L’aggettivo “cattivo” va inteso tra virgolette perché ne Il cattivo poeta, lungometraggio d’esordio di Gianluca Jodice, il bilancio sulla monumentale figura di Gabriele D’Annunzio, quindi della sua congeniale dimora che fu il Vittoriale, è legittimamente positivo. E in epoche compromesse, si è “cattivi” spesso perché critici, quindi scomodi.
L’idea è dunque eccellente: pensare a D’Annunzio in extremis, seguendo uno schema che mescola spionaggio, allegoria politica e dramma sentimentale, con l’azione che sceglie come snodo drammaturgico gli ultimi anni di vita del “poeta vate”. Hitler arriva a Roma a cementare lo stretto rapporto con l’Italia di Mussolini solo nel 1938 ma il vecchio D’Annunzio è già considerato dall’establishment fascista un soggetto troppo pericoloso, ingombrante, da sorvegliare nella sua stessa reggia.

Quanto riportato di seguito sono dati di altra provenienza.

//! Example: Load and inspect a scene file.
//!
//! Run with: cargo run -p lumen_scene --example load_scene -- scenes/two_spheres.xml

use std::env;

use lumen_scene::{load_scene, SceneDefaults};

fn main() {
    env_logger::init();

    let args: Vec<String> = env::args().collect();

    if args.len() < 2 {
        println!("Usage: load_scene <path-to-scene-xml>");
        println!("\nExample:");
        println!("  cargo run -p lumen_scene --example load_scene -- scenes/two_spheres.xml");
        return;
    }

    let path = &args[1];
    println!("Loading scene file: {}", path);

    match load_scene(path, &SceneDefaults::default()) {
        Ok(loaded) => {
            let camera = &loaded.camera;
            let scene = &loaded.scene;

            println!("\n=== Camera ===");
            println!("Image: {}x{}", camera.image_width(), camera.image_height());
            let eye = camera.view_point();
            println!("View point: ({:.2}, {:.2}, {:.2})", eye.x, eye.y, eye.z);

            println!("\n=== Scene ===");
            println!("Spheres: {}", scene.spheres().len());
            println!("Boxes: {}", scene.boxes().len());
            println!("Lights: {}", scene.lights().len());

            println!("\n--- Spheres ---");
            for (i, sphere) in scene.spheres().iter().enumerate() {
                let c = sphere.center();
                println!(
                    "  [{}] center ({:.2}, {:.2}, {:.2}) radius {:.2} shader {}",
                    i,
                    c.x,
                    c.y,
                    c.z,
                    sphere.radius(),
                    sphere.shader().name.as_deref().unwrap_or("<unnamed>")
                );
            }

            println!("\n--- Boxes ---");
            for (i, aabox) in scene.boxes().iter().enumerate() {
                let lo = aabox.min_pt();
                let hi = aabox.max_pt();
                println!(
                    "  [{}] ({:.2}, {:.2}, {:.2}) to ({:.2}, {:.2}, {:.2})",
                    i, lo.x, lo.y, lo.z, hi.x, hi.y, hi.z
                );
            }

            println!("\n--- Lights ---");
            for (i, light) in scene.lights().iter().enumerate() {
                let p = light.position;
                let e = light.intensity;
                println!(
                    "  [{}] at ({:.2}, {:.2}, {:.2}) intensity ({:.2}, {:.2}, {:.2})",
                    i, p.x, p.y, p.z, e.x, e.y, e.z
                );
            }
        }
        Err(e) => {
            eprintln!("Error loading scene: {}", e);
            std::process::exit(1);
        }
    }
}
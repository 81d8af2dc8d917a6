use crate::Vec3;

/// A ray in 3D space with an origin and a direction.
///
/// The direction is not required to be normalized. Every intersection
/// routine reports distances in units of this direction, so `at(t)` is
/// always the hit point.
#[derive(Debug, Copy, Clone, PartialEq)]
pub struct Ray {
    pub origin: Vec3,
    pub direction: Vec3,
}

impl Ray {
    /// Create a new ray.
    pub fn new(origin: Vec3, direction: Vec3) -> Self {
        Self { origin, direction }
    }

    /// Create a ray from `from` that reaches `to` at `t = 1`.
    pub fn between(from: Vec3, to: Vec3) -> Self {
        Self::new(from, to - from)
    }

    /// Get the origin point of the ray.
    #[inline]
    pub fn origin(&self) -> Vec3 {
        self.origin
    }

    /// Get the direction vector of the ray.
    #[inline]
    pub fn direction(&self) -> Vec3 {
        self.direction
    }

    /// Get the point along the ray at parameter t.
    ///
    /// Returns: origin + t * direction
    #[inline]
    pub fn at(&self, t: f32) -> Vec3 {
        self.origin + self.direction * t
    }
}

Il cattivo poeta non si offre quindi come biografia cinematografica di finzione in senso stretto ma sceglie la via della riflessione circoscritta cronologicamente su come in epoche buie, possibilmente note per suggerire quello che in poesia si definiva il “correlativo oggettivo”, in questo caso storico, con il presente, la lungimiranza e la profezia non facciano il gioco di nessuno. Certo, il punto di vista speciale di un personaggio sopra le righe come D’Annunzio offre il vantaggio dell’interpretazione importante di un attore carismatico come Sergio Castellitto, ma sarebbe riduttivo ricordarsi in futuro di questo film soltanto come una virtuosistica prova di recitazione.

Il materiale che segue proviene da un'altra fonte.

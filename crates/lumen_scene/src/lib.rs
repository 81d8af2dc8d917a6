//! Lumen scene - XML scene description loading.
//!
//! Reads a `<scene>` document describing the image size, a camera,
//! named shaders, surfaces (spheres and boxes) and point lights, and
//! turns it into a [`lumen_renderer::Camera`] and [`lumen_renderer::Scene`].
//!
//! # Example
//!
//! ```ignore
//! use lumen_scene::{load_scene, SceneDefaults};
//!
//! let loaded = load_scene("scene.xml", &SceneDefaults::default())?;
//! let image = lumen_renderer::render(&loaded.camera, &loaded.scene, &Default::default());
//! ```

mod loader;
mod parser;
mod types;

use lumen_renderer::CameraError;
use thiserror::Error;

pub use loader::{load_scene, load_scene_from_str, LoadedScene, SceneDefaults};
pub use parser::{parse_image_size, parse_scalar, parse_vec3};

/// Errors that can occur while loading a scene description.
#[derive(Error, Debug)]
pub enum SceneError {
    #[error("IO error: {0}")]
    Io(#[from] std::io::Error),

    #[error("XML error: {0}")]
    Xml(#[from] quick_xml::DeError),

    #[error("Invalid vector in <{element}>: '{value}'")]
    InvalidVector { element: String, value: String },

    #[error("Invalid number in <{element}>: '{value}'")]
    InvalidNumber { element: String, value: String },

    #[error("Invalid image size: '{0}'")]
    InvalidImageSize(String),

    #[error("Scene has no <camera>")]
    MissingCamera,

    #[error("Missing <{element}> in {context}")]
    MissingElement { element: &'static str, context: String },

    #[error("Unknown shader '{0}'")]
    UnknownShader(String),

    #[error("Unknown shader type '{0}'")]
    UnknownShaderType(String),

    #[error("Unknown surface type '{0}'")]
    UnknownSurfaceType(String),

    #[error("Invalid camera: {0}")]
    Camera(#[from] CameraError),
}

pub type SceneResult<T> = Result<T, SceneError>;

Può piacere o meno il film nel suo complesso, ma sotto la superficie c’è un progetto che segue il modello importante, chiaroscurale di Vincere di Marco Bellocchio. Gli indizi importanti e di grande valore ci sono tutti: il protagonista stesso, già bellocchiano dai tempi de L’ora di religione e Il regista di matrimoni, la fotografia di Daniele Ciprì, l’interpretazione di Fausto Russo Alesi nei panni del gerarca Achille Starace che dal giovane federale di Brescia, Giovanni Comini (Francesco Patanè), esige il controllo del “cattivo poeta”, oltretutto in un cast ben congeniato che comprende Pier Giorgio Bellocchio.
Concepire un debutto registico con un film non minimalista, che rilegge la storia in chiave di metafora contemporanea, non per niente sotto l’egida di Matteo Rovere in veste di produttore, è di per sé un segnale forte. Importante anche per riprendere, sullo schermo, un discorso sul D’Annunzio scrittore comunque fondamentale che Luchino Visconti ne L’innocente, il suo ultimo film, volle consegnare quasi mezzo secolo fa ad una riflessione culturale allargata, illuminata e aperta.
1936. Giovanni Comini è stato appena promosso federale, il più giovane che l’Italia possa vantare. Ha voluto così il suo mentore, Achille Starace, segretario del Partito Fascista e numero due del regime. Comini viene subito convocato a Roma per una missione delicata: dovrà sorvegliare Gabriele d’Annunzio e metterlo nella condizione di non nuocere... Già, perché il Vate, il poeta nazionale, negli ultimi tempi appare contrariato, e Mussolini teme possa danneggiare la sua imminente alleanza con la Germania di Hitler. Ma al Vittoriale, il disegno politico di cui Comini è solo un piccolo esecutore inizierà a perdere i suoi solidi contorni e il giovane federale, diviso tra la fedeltà al Partito e la fascinazione per il poeta, finirà per mettere in serio pericolo la sua lanciata carriera.